2.2.2. Deep learning models
Three different deep learning models were developed: a CNN model, an RNN model, and a hybrid model combining an RNN and a CNN. In deep learning, a model transforms the input to a classification via many layers of processing steps that are learned from labeled data during training. The input to the models is the individual words from each sentence represented as word embeddings. Word embeddings are numerical vector representations of words that encode their meaning with similar words having similar vectors. For this study, 100‐dimensional GloVe word embeddings pretrained on 323 122 Danish EHRs were used. 25 , 26
2.3. Evaluation of internal validity
We performed an internal sensitivity analysis on the best‐performing model to evaluate if it performs equally well on the seven patient groups included in the study.

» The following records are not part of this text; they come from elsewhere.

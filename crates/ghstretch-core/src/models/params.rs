//! The stretch parameter record.

use serde::{Deserialize, Serialize};

use super::defaults::{
    default_combine_percent, default_false, default_hp, default_lum_coefficients, default_one,
    default_sp, default_true, default_zero,
};
use super::enums::{ChannelMode, OverflowPolicy, StretchKind};

/// Immutable-per-evaluation configuration of one stretch.
///
/// Invariants (checked by [`super::validate_parameters`]):
/// `0 <= LP <= SP <= HP <= 1`, `BP < WP`, `combine_percent` in [0, 100],
/// `invert` only on an invertible configuration, luminance coefficients
/// non-negative and not all zero.
#[derive(Debug, Clone, PartialEq, Serialize, Deserialize)]
pub struct StretchParameters {
    /// Active transform kind
    #[serde(default)]
    pub kind: StretchKind,

    /// Stretch intensity. 0 reduces GHS/HT/Arcsinh to the identity.
    #[serde(default = "default_zero")]
    pub d: f64,

    /// Local stretch intensity (GHS only)
    #[serde(default = "default_zero")]
    pub b: f64,

    /// Symmetry point, the focus of the stretch
    #[serde(default = "default_sp")]
    pub sp: f64,

    /// Highlight protection point
    #[serde(default = "default_hp")]
    pub hp: f64,

    /// Shadow protection point
    #[serde(default = "default_zero")]
    pub lp: f64,

    /// Black point (linear stretch)
    #[serde(default = "default_zero")]
    pub bp: f64,

    /// White point (linear stretch)
    #[serde(default = "default_one")]
    pub wp: f64,

    /// Apply the inverse transform instead of the forward one
    #[serde(default = "default_false")]
    pub invert: bool,

    /// Which channel(s) the transform targets
    #[serde(default)]
    pub channel_mode: ChannelMode,

    /// Identity of the second view for the Blend kind
    #[serde(default)]
    pub combine_target_id: Option<String>,

    /// Blend percentage, 0..=100 (100 = fully the second view)
    #[serde(default = "default_combine_percent")]
    pub combine_percent: f64,

    /// Overflow handling for the Luminance channel mode
    #[serde(default)]
    pub overflow_policy: OverflowPolicy,

    /// Luminance weights for R, G, B. Non-negative, not all zero.
    #[serde(default = "default_lum_coefficients")]
    pub lum_coefficients: [f64; 3],

    /// STF: derive one parameter set from channel-averaged statistics
    /// instead of stretching each channel by its own statistics.
    #[serde(default = "default_true")]
    pub stf_linked: bool,
}

impl Default for StretchParameters {
    fn default() -> Self {
        Self {
            kind: StretchKind::default(),
            d: 0.0,
            b: 0.0,
            sp: default_sp(),
            hp: default_hp(),
            lp: 0.0,
            bp: 0.0,
            wp: 1.0,
            invert: false,
            channel_mode: ChannelMode::default(),
            combine_target_id: None,
            combine_percent: default_combine_percent(),
            overflow_policy: OverflowPolicy::default(),
            lum_coefficients: default_lum_coefficients(),
            stf_linked: true,
        }
    }
}

impl StretchParameters {
    /// Luminance coefficients scaled to sum 1. A degenerate all-zero sum
    /// yields all-zero coefficients (downstream math then produces 0).
    pub fn normalized_lum_coefficients(&self) -> [f64; 3] {
        let sum: f64 = self.lum_coefficients.iter().sum();
        if sum <= 0.0 {
            return [0.0; 3];
        }
        [
            self.lum_coefficients[0] / sum,
            self.lum_coefficients[1] / sum,
            self.lum_coefficients[2] / sum,
        ]
    }

    /// Blend fraction in [0, 1].
    pub fn combine_fraction(&self) -> f64 {
        self.combine_percent / 100.0
    }
}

2.4. Bleeding detection on note level
Because each note may contain multiple positive sentences that often describe the same bleeding event, we calculated the performance of the best model on a note level by classifying all sentences of each note. A positive note is defined as a note that includes at least one bleeding‐positive sentence. The test was performed on seven randomly selected EHRs from patients in the leukemia group not included in the original data set. A total of 100 notes per EHR were collected.
2.5. Visualization of bleeding events in EHR text
Finally, we present how the bleeding‐positive output of the model can be presented to the physician as a visualization of complete notes with the bleeding events highlighted, helping the physician understand the prediction and decreasing the time needed to find a bleeding event in an EHR.
2.6. Statistical analysis
We calculated accuracy, sensitivity, specificity, positive predictive value (PPV), negative predictive value (NPV), and a harmonic mean of sensitivity and positive predictive value (F1) score. For each model, we plotted receiver operating characteristic curves and calculated area under the receiver operating characteristic curve (AUC).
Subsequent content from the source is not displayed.